Gli stessi problemi li ritroviamo con il patto sulle migrazioni, firmato a Marrakesh e costruito basandosi sullo spirito dell’articolo 13 della Dichiarazione dei diritti umani, che tratta della libera circolazione delle persone. I nazionalisti attaccano duramente l’accordo e in Belgio ha addirittura causato la crisi di governo.

La magnifica dichiarazione del 1948 resta un ideale e un obiettivo da raggiungere per i paesi che vi aderiscono, oltre che una speranza per i popoli che sono ancora privati dei diritti universali. Come tutti gli ideali, anche quello della dichiarazione universale viene spesso calpestato, perfino nella Francia che si proclama “patria dei diritti umani”, ma la cui realtà smentisce ripetutamente gli impegni presi.
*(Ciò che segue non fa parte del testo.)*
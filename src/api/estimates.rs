//! Estimate endpoints, including messages and item categories.

use std::sync::Arc;

use rust_decimal::Decimal;
use serde::Serialize;

use crate::api::{EventTypeRequest, ItemCategoryRequest, MessageRecipient};
use crate::client::Transport;
use crate::dates::HarvestDate;
use crate::error::Result;
use crate::params::CollectionParams;
use crate::response::HarvestResponse;

/// Encapsulates the Harvest API methods under `/estimates` and
/// `/estimate_item_categories`.
#[derive(Debug, Clone)]
pub struct EstimatesApi {
    base_url: &'static str,
    item_categories_base_url: &'static str,
    transport: Arc<Transport>,
}

/// A line item on a new estimate.
#[derive(Debug, Clone, Serialize)]
pub struct CreateEstimateLineItemRequest {
    /// The name of an estimate item category.
    pub kind: String,
    #[serde(skip_serializing_if = "Option::is_none")]
    pub description: Option<String>,
    #[serde(skip_serializing_if = "Option::is_none")]
    pub quantity: Option<u64>,
    #[serde(skip_serializing_if = "Option::is_none")]
    pub unit_price: Option<Decimal>,
    /// Whether the first tax rate applies to this line item.
    #[serde(skip_serializing_if = "Option::is_none")]
    pub taxed: Option<bool>,
    #[serde(skip_serializing_if = "Option::is_none")]
    pub taxed2: Option<bool>,
}

/// Body for creating an estimate.
#[derive(Debug, Clone, Serialize)]
pub struct CreateEstimateRequest {
    /// The ID of the client the estimate is for.
    pub client_id: u64,
    /// Estimate number; Harvest assigns the next available one when unset.
    #[serde(skip_serializing_if = "Option::is_none")]
    pub number: Option<String>,
    #[serde(skip_serializing_if = "Option::is_none")]
    pub purchase_order: Option<String>,
    /// First tax rate, as a percentage.
    #[serde(skip_serializing_if = "Option::is_none")]
    pub tax: Option<Decimal>,
    #[serde(skip_serializing_if = "Option::is_none")]
    pub tax2: Option<Decimal>,
    /// Discount applied to the subtotal, as a percentage.
    #[serde(skip_serializing_if = "Option::is_none")]
    pub discount: Option<Decimal>,
    #[serde(skip_serializing_if = "Option::is_none")]
    pub subject: Option<String>,
    #[serde(skip_serializing_if = "Option::is_none")]
    pub notes: Option<String>,
    #[serde(skip_serializing_if = "Option::is_none")]
    pub currency: Option<String>,
    /// Defaults to today server-side.
    #[serde(skip_serializing_if = "Option::is_none")]
    pub issue_date: Option<HarvestDate>,
    #[serde(skip_serializing_if = "Option::is_none")]
    pub line_items: Option<Vec<CreateEstimateLineItemRequest>>,
}

/// A line item change on an estimate update. Include `id` to modify an
/// existing line, omit it to add a new one, set `destroy` to remove it.
#[derive(Debug, Clone, Default, Serialize)]
pub struct UpdateEstimateLineItemRequest {
    #[serde(skip_serializing_if = "Option::is_none")]
    pub id: Option<u64>,
    #[serde(skip_serializing_if = "Option::is_none")]
    pub kind: Option<String>,
    #[serde(skip_serializing_if = "Option::is_none")]
    pub description: Option<String>,
    #[serde(skip_serializing_if = "Option::is_none")]
    pub quantity: Option<u64>,
    #[serde(skip_serializing_if = "Option::is_none")]
    pub unit_price: Option<Decimal>,
    #[serde(skip_serializing_if = "Option::is_none")]
    pub taxed: Option<bool>,
    #[serde(skip_serializing_if = "Option::is_none")]
    pub taxed2: Option<bool>,
    #[serde(rename = "_destroy", skip_serializing_if = "Option::is_none")]
    pub destroy: Option<bool>,
}

/// Body for updating an estimate. Unset fields are left unchanged.
#[derive(Debug, Clone, Default, Serialize)]
pub struct UpdateEstimateRequest {
    #[serde(skip_serializing_if = "Option::is_none")]
    pub client_id: Option<u64>,
    #[serde(skip_serializing_if = "Option::is_none")]
    pub number: Option<String>,
    #[serde(skip_serializing_if = "Option::is_none")]
    pub purchase_order: Option<String>,
    #[serde(skip_serializing_if = "Option::is_none")]
    pub tax: Option<Decimal>,
    #[serde(skip_serializing_if = "Option::is_none")]
    pub tax2: Option<Decimal>,
    #[serde(skip_serializing_if = "Option::is_none")]
    pub discount: Option<Decimal>,
    #[serde(skip_serializing_if = "Option::is_none")]
    pub subject: Option<String>,
    #[serde(skip_serializing_if = "Option::is_none")]
    pub notes: Option<String>,
    #[serde(skip_serializing_if = "Option::is_none")]
    pub currency: Option<String>,
    #[serde(skip_serializing_if = "Option::is_none")]
    pub issue_date: Option<HarvestDate>,
    #[serde(skip_serializing_if = "Option::is_none")]
    pub line_items: Option<Vec<UpdateEstimateLineItemRequest>>,
}

/// Body for creating an estimate message.
#[derive(Debug, Clone, Serialize)]
pub struct CreateEstimateMessageRequest {
    pub recipients: Vec<MessageRecipient>,
    #[serde(skip_serializing_if = "Option::is_none")]
    pub subject: Option<String>,
    #[serde(skip_serializing_if = "Option::is_none")]
    pub body: Option<String>,
    #[serde(skip_serializing_if = "Option::is_none")]
    pub send_me_a_copy: Option<bool>,
    #[serde(skip_serializing_if = "Option::is_none")]
    pub event_type: Option<String>,
}

impl EstimatesApi {
    pub(crate) fn new(transport: Arc<Transport>) -> Self {
        Self {
            base_url: "v2/estimates",
            item_categories_base_url: "v2/estimate_item_categories",
            transport,
        }
    }

    /// Retrieves a list of estimates.
    pub async fn list(&self, params: CollectionParams) -> Result<HarvestResponse> {
        self.transport
            .get_with_query(self.base_url, &params.clamped())
            .await
    }

    pub async fn get(&self, estimate_id: u64) -> Result<HarvestResponse> {
        self.transport
            .get(&format!("{}/{}", self.base_url, estimate_id))
            .await
    }

    pub async fn create(&self, req: CreateEstimateRequest) -> Result<HarvestResponse> {
        self.transport.post(self.base_url, &req).await
    }

    pub async fn update(
        &self,
        estimate_id: u64,
        req: UpdateEstimateRequest,
    ) -> Result<HarvestResponse> {
        self.transport
            .patch(&format!("{}/{}", self.base_url, estimate_id), &req)
            .await
    }

    pub async fn delete(&self, estimate_id: u64) -> Result<HarvestResponse> {
        self.transport
            .delete(&format!("{}/{}", self.base_url, estimate_id))
            .await
    }

    /// Retrieves the messages sent for an estimate.
    pub async fn list_messages(
        &self,
        estimate_id: u64,
        params: CollectionParams,
    ) -> Result<HarvestResponse> {
        self.transport
            .get_with_query(
                &format!("{}/{}/messages", self.base_url, estimate_id),
                &params.clamped(),
            )
            .await
    }

    pub async fn create_message(
        &self,
        estimate_id: u64,
        req: CreateEstimateMessageRequest,
    ) -> Result<HarvestResponse> {
        self.transport
            .post(&format!("{}/{}/messages", self.base_url, estimate_id), &req)
            .await
    }

    pub async fn delete_message(
        &self,
        estimate_id: u64,
        message_id: u64,
    ) -> Result<HarvestResponse> {
        self.transport
            .delete(&format!(
                "{}/{}/messages/{}",
                self.base_url, estimate_id, message_id
            ))
            .await
    }

    /// Marks a draft estimate as sent.
    pub async fn mark_sent(&self, estimate_id: u64) -> Result<HarvestResponse> {
        self.post_event(estimate_id, "send").await
    }

    /// Marks an open estimate as accepted.
    pub async fn mark_accepted(&self, estimate_id: u64) -> Result<HarvestResponse> {
        self.post_event(estimate_id, "accept").await
    }

    /// Marks an open estimate as declined.
    pub async fn mark_declined(&self, estimate_id: u64) -> Result<HarvestResponse> {
        self.post_event(estimate_id, "decline").await
    }

    /// Re-opens a closed estimate.
    pub async fn reopen(&self, estimate_id: u64) -> Result<HarvestResponse> {
        self.post_event(estimate_id, "re-open").await
    }

    async fn post_event(
        &self,
        estimate_id: u64,
        event_type: &'static str,
    ) -> Result<HarvestResponse> {
        self.transport
            .post(
                &format!("{}/{}/messages", self.base_url, estimate_id),
                &EventTypeRequest { event_type },
            )
            .await
    }

    /// Retrieves a list of estimate item categories.
    pub async fn list_item_categories(&self, params: CollectionParams) -> Result<HarvestResponse> {
        self.transport
            .get_with_query(self.item_categories_base_url, &params.clamped())
            .await
    }

    pub async fn get_item_category(&self, category_id: u64) -> Result<HarvestResponse> {
        self.transport
            .get(&format!("{}/{}", self.item_categories_base_url, category_id))
            .await
    }

    pub async fn create_item_category(&self, name: &str) -> Result<HarvestResponse> {
        self.transport
            .post(self.item_categories_base_url, &ItemCategoryRequest { name })
            .await
    }

    pub async fn update_item_category(
        &self,
        category_id: u64,
        name: &str,
    ) -> Result<HarvestResponse> {
        self.transport
            .patch(
                &format!("{}/{}", self.item_categories_base_url, category_id),
                &ItemCategoryRequest { name },
            )
            .await
    }

    pub async fn delete_item_category(&self, category_id: u64) -> Result<HarvestResponse> {
        self.transport
            .delete(&format!("{}/{}", self.item_categories_base_url, category_id))
            .await
    }
}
Molti obiettivi fissati dalla dichiarazione hanno fatto registrare grandi progressi al livello mondiale, come la lotta alla povertà, ma altri hanno vissuto addirittura una regressione su tutti i continenti, Europa compresa.

Questo settantesimo anniversario sarebbe potuto essere un’occasione per rinnovare gli impegni presi per la difesa dei diritti umani. E invece, secondo Amnesty international, “oggi la dichiarazione universale del 1948 non sarebbe approvata”. Viviamo in un’epoca triste.